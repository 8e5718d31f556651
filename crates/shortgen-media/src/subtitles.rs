//! Subtitle filter graph construction.
//!
//! Converts a list of styled cues into a single `drawtext` filter chain
//! that approximates the browser-canvas preview: background box with a
//! soft drop shadow, the text itself, and an optional highlight overlay
//! that fades in over the cue.

use shortgen_models::{SubtitleCue, SubtitlePosition};

use crate::color::{parse_color, parse_color_with_alpha};
use crate::fonts::resolve_font_path;

/// Reference canvas the style values were authored against.
const CANVAS_HEIGHT: f64 = 720.0;
/// Distance from the canvas edge for top/bottom anchoring.
const BOTTOM_MARGIN: f64 = 40.0;
/// Background box padding on the reference canvas.
const PADDING_PX: f64 = 12.0;
/// Text drop shadow offset on the reference canvas.
const TEXT_SHADOW_OFFSET: f64 = 1.0;
/// Background box shadow offset on the reference canvas.
const BG_SHADOW_OFFSET: f64 = 4.0;

/// Output height the reference canvas is scaled up to.
const OUTPUT_HEIGHT: f64 = 1920.0;

/// Minimum rendered font size for readability.
const MIN_FONT_SIZE: i32 = 36;
/// Fallback font size when a cue does not specify one.
const DEFAULT_FONT_SIZE: i32 = 20;

/// Shortest visible window granted to degenerate cues.
const MIN_VISIBLE_SECS: f64 = 0.1;

/// Escape text for embedding in a `drawtext=text='...'` argument.
///
/// Only two characters carry meaning there: the single quote ends the
/// quoted value and the colon separates filter options.
pub fn escape_drawtext(text: &str) -> String {
    text.replace('\'', "'\\\\\\''").replace(':', "\\:")
}

/// Build a composited filter expression from an ordered cue list.
///
/// One chain of layers per non-blank cue (shadow, base, optional
/// highlight), joined with "," for sequential application. Cue order is
/// preserved; overlapping cues stack as authored.
pub fn build_subtitle_filter(cues: &[SubtitleCue]) -> String {
    let scale_factor = OUTPUT_HEIGHT / CANVAS_HEIGHT;
    let mut filters: Vec<String> = Vec::new();

    for cue in cues {
        if cue.text.trim().is_empty() {
            continue;
        }

        let text = escape_drawtext(&cue.text);

        let font_size = if cue.font_size <= 0 {
            DEFAULT_FONT_SIZE
        } else {
            cue.font_size
        };
        let scaled_font_size =
            ((font_size as f64 * scale_factor).round() as i32).max(MIN_FONT_SIZE);

        let font_path = resolve_font_path(&cue.font_family, cue.font_weight, cue.bold);

        let text_color = parse_color(&cue.color, "#FFFFFF");
        let mut bg_opacity = cue.bg_opacity.clamp(0.0, 1.0);
        if cue.bg_opacity == 0.0 && cue.bg_color.is_empty() {
            bg_opacity = 0.8;
        }
        let bg_color_hex = parse_color_with_alpha(&cue.bg_color, bg_opacity);

        // Box padding scales from the canvas, widened slightly by corner
        // rounding but never below the unadjusted padding.
        let radius_adjustment = cue.border_radius as f64 * 0.3;
        let padding_floor = (PADDING_PX * scale_factor).round() as i32;
        let box_border =
            (((PADDING_PX + radius_adjustment) * scale_factor).round() as i32).max(padding_floor);

        let target_y = match cue.position {
            SubtitlePosition::Top => BOTTOM_MARGIN,
            SubtitlePosition::Center => CANVAS_HEIGHT / 2.0,
            SubtitlePosition::Bottom => CANVAS_HEIGHT - BOTTOM_MARGIN,
        } * scale_factor;
        let y_expr = format!("({:.2})-text_h/2", target_y);
        let x_expr = "(w-text_w)/2";

        // Degenerate windows get a minimum visible duration instead of a
        // negative gate.
        let gate_end = if cue.end_time <= cue.start_time {
            cue.start_time + MIN_VISIBLE_SECS
        } else {
            cue.end_time
        };
        let enable_expr = format!("enable='between(t,{:.2},{:.2})'", cue.start_time, gate_end);

        // Soft background shadow, simulated with an offset invisible-text box.
        if bg_opacity > 0.0 {
            let shadow_blur = if cue.shadow_blur <= 0 { 12 } else { cue.shadow_blur };
            let shadow_spread = (shadow_blur as f64 * scale_factor / 6.0).round() as i32;
            let shadow_border = box_border + shadow_spread;
            let shadow_opacity = (0.18 + shadow_blur as f64 / 60.0).clamp(0.2, 0.55);
            let shadow_color = format!("0x000000{:02X}", (shadow_opacity * 255.0).round() as i32);
            let shadow_y_offset = (BG_SHADOW_OFFSET * scale_factor).round() as i32;

            filters.push(format!(
                "drawtext=text='{}':fontfile={}:fontsize={}:fontcolor=0x000000@0:box=1:boxcolor={}:boxborderw={}:x={}:y={}+{}:{}",
                text,
                font_path,
                scaled_font_size,
                shadow_color,
                shadow_border,
                x_expr,
                y_expr,
                shadow_y_offset,
                enable_expr,
            ));
        }

        // Base text + background box, with a subtle text drop shadow.
        let text_shadow_y = ((TEXT_SHADOW_OFFSET * scale_factor).round() as i32).max(1);
        filters.push(format!(
            "drawtext=text='{}':fontfile={}:fontsize={}:fontcolor={}:box=1:boxcolor={}:boxborderw={}:x={}:y={}:{}:shadowx=0:shadowy={}:shadowcolor=black@0.5",
            text,
            font_path,
            scaled_font_size,
            text_color,
            bg_color_hex,
            box_border,
            x_expr,
            y_expr,
            enable_expr,
            text_shadow_y,
        ));

        // Karaoke-style overlay: text only, fading in over most of the cue.
        if !cue.active_text_color.is_empty() && cue.active_text_color != cue.color {
            let active_color = parse_color(&cue.active_text_color, &cue.color);
            let mut duration = cue.end_time - cue.start_time;
            if duration <= 0.0 {
                duration = MIN_VISIBLE_SECS;
            }
            let fade_duration = duration * 0.85;

            filters.push(format!(
                "drawtext=text='{}':fontfile={}:fontsize={}:fontcolor={}:box=0:x={}:y={}:{}:alpha='min(1\\,max(0\\,(t-{:.2})/{:.2}))'",
                text,
                font_path,
                scaled_font_size,
                active_color,
                x_expr,
                y_expr,
                enable_expr,
                cue.start_time,
                fade_duration,
            ));
        }
    }

    filters.join(",")
}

:: Task description ::
Would you copy, word for word, only the lines from the start of the listing to the one that contains "over the cue.", both included?

:: Task response ::
repository 8e5718d31f556651
filename crates/shortgen-media/src/subtitles.rs
//! Subtitle filter graph construction.
//!
//! Converts a list of styled cues into a single `drawtext` filter chain
//! that approximates the browser-canvas preview: background box with a
//! soft drop shadow, the text itself, and an optional highlight overlay
//! that fades in over the cue.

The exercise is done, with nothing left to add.